── Raw data

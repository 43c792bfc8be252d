//! Tracing initialisation for the CLI.

use std::collections::HashMap;

use serde::{Deserialize, Serialize};
use tracing_subscriber::{fmt, layer::SubscriberExt, util::SubscriberInitExt, EnvFilter};

/// Environment variable holding an `EnvFilter` directive string.
pub const LOG_ENV: &str = "ACTIVITYCACHE_LOG";

/// Log level per component.
#[derive(Debug, Clone, Serialize, Deserialize)]
pub struct LogConfig {
    /// Global default level: "trace" | "debug" | "info" | "warn" | "error"
    #[serde(default = "default_level")]
    pub level: String,
    /// Override per component: crate name → level
    #[serde(default)]
    pub components: HashMap<String, String>,
    /// Emit JSON structured logs (true) or human-readable text (false)
    #[serde(default)]
    pub json: bool,
}

fn default_level() -> String {
    "warn".to_string()
}

impl Default for LogConfig {
    fn default() -> Self {
        Self {
            level: default_level(),
            components: HashMap::new(),
            json: false,
        }
    }
}

impl LogConfig {
    /// Defaults, with the level taken from [`LOG_ENV`] when set.
    pub fn from_env(json: bool) -> Self {
        let mut config = Self {
            json,
            ..Self::default()
        };
        if let Ok(level) = std::env::var(LOG_ENV) {
            if !level.trim().is_empty() {
                config.level = level;
            }
        }
        config
    }

    /// The directive string: `"info,activitycache_core=debug"` etc.
    pub fn directives(&self) -> String {
        let mut directives = self.level.clone();
        let mut components: Vec<_> = self.components.iter().collect();
        components.sort();
        for (component, level) in components {
            directives.push_str(&format!(",{}={}", component.replace('-', "_"), level));
        }
        directives
    }
}

/// Initialise tracing with the given log config.
/// Should be called once at startup.
pub fn init_tracing(config: &LogConfig) {
    let filter = EnvFilter::try_new(config.directives()).unwrap_or_else(|_| EnvFilter::new("warn"));

    // Logs go to stderr so command output stays pipeable
    if config.json {
        tracing_subscriber::registry()
            .with(filter)
            .with(fmt::layer().json().with_writer(std::io::stderr))
            .init();
    } else {
        tracing_subscriber::registry()
            .with(filter)
            .with(fmt::layer().with_writer(std::io::stderr))
            .init();
    }
}
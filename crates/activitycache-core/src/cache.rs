//! The public cache facade: one transaction per call.

use std::marker::PhantomData;

use tracing::info;

use crate::assets::collect_garbage;
use crate::config::CacheConfig;
use crate::error::CacheError;
use crate::merge;
use crate::position::{BlockHeight, LevelPointer, Position};
use crate::query;
use crate::store::{CacheStore, TxMode};
use crate::types::{ClosestInterval, ClosestIntervalQuery, PutActivities, Scope, StoredInterval};

/// Account-activity cache over a storage backend `S`, for position type `P`.
pub struct ActivityCache<P, S> {
    store: S,
    config: CacheConfig,
    _position: PhantomData<fn() -> P>,
}

/// Cache for integer-height chains.
pub type EvmActivityCache<S> = ActivityCache<BlockHeight, S>;

/// Cache for level/timestamp chains.
pub type TezosActivityCache<S> = ActivityCache<LevelPointer, S>;

impl<P, S> ActivityCache<P, S>
where
    P: Position,
    S: CacheStore<P>,
{
    pub fn new(store: S) -> Self {
        Self::with_config(store, CacheConfig::default())
    }

    pub fn with_config(store: S, config: CacheConfig) -> Self {
        Self {
            store,
            config,
            _position: PhantomData,
        }
    }

    /// Return the closest known interval at or below `query.older_than` and
    /// its activities, newest first.
    ///
    /// `Ok(None)` means nothing is cached for the requested position; the
    /// caller should fetch from the indexer.
    pub async fn get_closest_interval(
        &self,
        query: &ClosestIntervalQuery<P>,
    ) -> Result<Option<ClosestInterval<P>>, CacheError> {
        let mut tx = self.store.begin(TxMode::ReadOnly).await?;
        query::closest_interval(tx.as_mut(), query, self.config.default_max_items).await
    }

    /// Record a contiguous chunk of history and reconcile intervals.
    ///
    /// Validation errors are raised before a transaction is opened; any other
    /// failure rolls the whole write back.
    pub async fn put_activities(&self, request: PutActivities<P>) -> Result<(), CacheError> {
        let Some(write) = merge::prepare(request)? else {
            return Ok(());
        };

        let mut tx = self.store.begin(TxMode::ReadWrite).await?;
        merge::apply(tx.as_mut(), write, self.config.max_merge_depth).await?;
        tx.commit().await
    }

    /// Forget everything cached for `(chain, account)`, across all filters.
    pub async fn delete_activities_by_account(
        &self,
        chain: &str,
        account: &str,
    ) -> Result<(), CacheError> {
        let mut tx = self.store.begin(TxMode::ReadWrite).await?;
        let (intervals, activities) = tx.delete_account(chain, account).await?;
        let assets = collect_garbage(tx.as_mut(), chain).await?;
        tx.commit().await?;

        info!(chain, account, intervals, activities, assets, "account activity purged");
        Ok(())
    }

    /// Stored intervals of `scope`, newest first.
    pub async fn intervals(&self, scope: &Scope) -> Result<Vec<StoredInterval<P>>, CacheError> {
        let mut tx = self.store.begin(TxMode::ReadOnly).await?;
        tx.intervals(scope).await
    }

    /// Number of asset-registry entries held for `chain`.
    pub async fn asset_count(&self, chain: &str) -> Result<usize, CacheError> {
        let mut tx = self.store.begin(TxMode::ReadOnly).await?;
        Ok(tx.asset_ids(chain).await?.len())
    }
}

────

Please retype all of the records, keeping each line exactly as it is.

repository 43c792bfc8be252d
//! Tracing initialisation for the CLI.

use std::collections::HashMap;

use serde::{Deserialize, Serialize};
use tracing_subscriber::{fmt, layer::SubscriberExt, util::SubscriberInitExt, EnvFilter};

/// Environment variable holding an `EnvFilter` directive string.
pub const LOG_ENV: &str = "ACTIVITYCACHE_LOG";

/// Log level per component.
#[derive(Debug, Clone, Serialize, Deserialize)]
pub struct LogConfig {
    /// Global default level: "trace" | "debug" | "info" | "warn" | "error"
    #[serde(default = "default_level")]
    pub level: String,
    /// Override per component: crate name → level
    #[serde(default)]
    pub components: HashMap<String, String>,
    /// Emit JSON structured logs (true) or human-readable text (false)
    #[serde(default)]
    pub json: bool,
}

fn default_level() -> String {
    "warn".to_string()
}

impl Default for LogConfig {
    fn default() -> Self {
        Self {
            level: default_level(),
            components: HashMap::new(),
            json: false,
        }
    }
}

impl LogConfig {
    /// Defaults, with the level taken from [`LOG_ENV`] when set.
    pub fn from_env(json: bool) -> Self {
        let mut config = Self {
            json,
            ..Self::default()
        };
        if let Ok(level) = std::env::var(LOG_ENV) {
            if !level.trim().is_empty() {
                config.level = level;
            }
        }
        config
    }

    /// The directive string: `"info,activitycache_core=debug"` etc.
    pub fn directives(&self) -> String {
        let mut directives = self.level.clone();
        let mut components: Vec<_> = self.components.iter().collect();
        components.sort();
        for (component, level) in components {
            directives.push_str(&format!(",{}={}", component.replace('-', "_"), level));
        }
        directives
    }
}

/// Initialise tracing with the given log config.
/// Should be called once at startup.
pub fn init_tracing(config: &LogConfig) {
    let filter = EnvFilter::try_new(config.directives()).unwrap_or_else(|_| EnvFilter::new("warn"));

    // Logs go to stderr so command output stays pipeable
    if config.json {
        tracing_subscriber::registry()
            .with(filter)
            .with(fmt::layer().json().with_writer(std::io::stderr))
            .init();
    } else {
        tracing_subscriber::registry()
            .with(filter)
            .with(fmt::layer().with_writer(std::io::stderr))
            .init();
    }
}
filename crates/activitycache-core/src/cache.rs
//! The public cache facade: one transaction per call.

use std::marker::PhantomData;

use tracing::info;

use crate::assets::collect_garbage;
use crate::config::CacheConfig;
use crate::error::CacheError;
use crate::merge;
use crate::position::{BlockHeight, LevelPointer, Position};
use crate::query;
use crate::store::{CacheStore, TxMode};
use crate::types::{ClosestInterval, ClosestIntervalQuery, PutActivities, Scope, StoredInterval};

/// Account-activity cache over a storage backend `S`, for position type `P`.
pub struct ActivityCache<P, S> {
    store: S,
    config: CacheConfig,
    _position: PhantomData<fn() -> P>,
}

/// Cache for integer-height chains.
pub type EvmActivityCache<S> = ActivityCache<BlockHeight, S>;

/// Cache for level/timestamp chains.
pub type TezosActivityCache<S> = ActivityCache<LevelPointer, S>;

impl<P, S> ActivityCache<P, S>
where
    P: Position,
    S: CacheStore<P>,
{
    pub fn new(store: S) -> Self {
        Self::with_config(store, CacheConfig::default())
    }

    pub fn with_config(store: S, config: CacheConfig) -> Self {
        Self {
            store,
            config,
            _position: PhantomData,
        }
    }

    /// Return the closest known interval at or below `query.older_than` and
    /// its activities, newest first.
    ///
    /// `Ok(None)` means nothing is cached for the requested position; the
    /// caller should fetch from the indexer.
    pub async fn get_closest_interval(
        &self,
        query: &ClosestIntervalQuery<P>,
    ) -> Result<Option<ClosestInterval<P>>, CacheError> {
        let mut tx = self.store.begin(TxMode::ReadOnly).await?;
        query::closest_interval(tx.as_mut(), query, self.config.default_max_items).await
    }

    /// Record a contiguous chunk of history and reconcile intervals.
    ///
    /// Validation errors are raised before a transaction is opened; any other
    /// failure rolls the whole write back.
    pub async fn put_activities(&self, request: PutActivities<P>) -> Result<(), CacheError> {
        let Some(write) = merge::prepare(request)? else {
            return Ok(());
        };

        let mut tx = self.store.begin(TxMode::ReadWrite).await?;
        merge::apply(tx.as_mut(), write, self.config.max_merge_depth).await?;
        tx.commit().await
    }

    /// Forget everything cached for `(chain, account)`, across all filters.
    pub async fn delete_activities_by_account(
        &self,
        chain: &str,
        account: &str,
    ) -> Result<(), CacheError> {
        let mut tx = self.store.begin(TxMode::ReadWrite).await?;
        let (intervals, activities) = tx.delete_account(chain, account).await?;
        let assets = collect_garbage(tx.as_mut(), chain).await?;
        tx.commit().await?;

        info!(chain, account, intervals, activities, assets, "account activity purged");
        Ok(())
    }

    /// Stored intervals of `scope`, newest first.
    pub async fn intervals(&self, scope: &Scope) -> Result<Vec<StoredInterval<P>>, CacheError> {
        let mut tx = self.store.begin(TxMode::ReadOnly).await?;
        tx.intervals(scope).await
    }

    /// Number of asset-registry entries held for `chain`.
    pub async fn asset_count(&self, chain: &str) -> Result<usize, CacheError> {
        let mut tx = self.store.begin(TxMode::ReadOnly).await?;
        Ok(tx.asset_ids(chain).await?.len())
    }
}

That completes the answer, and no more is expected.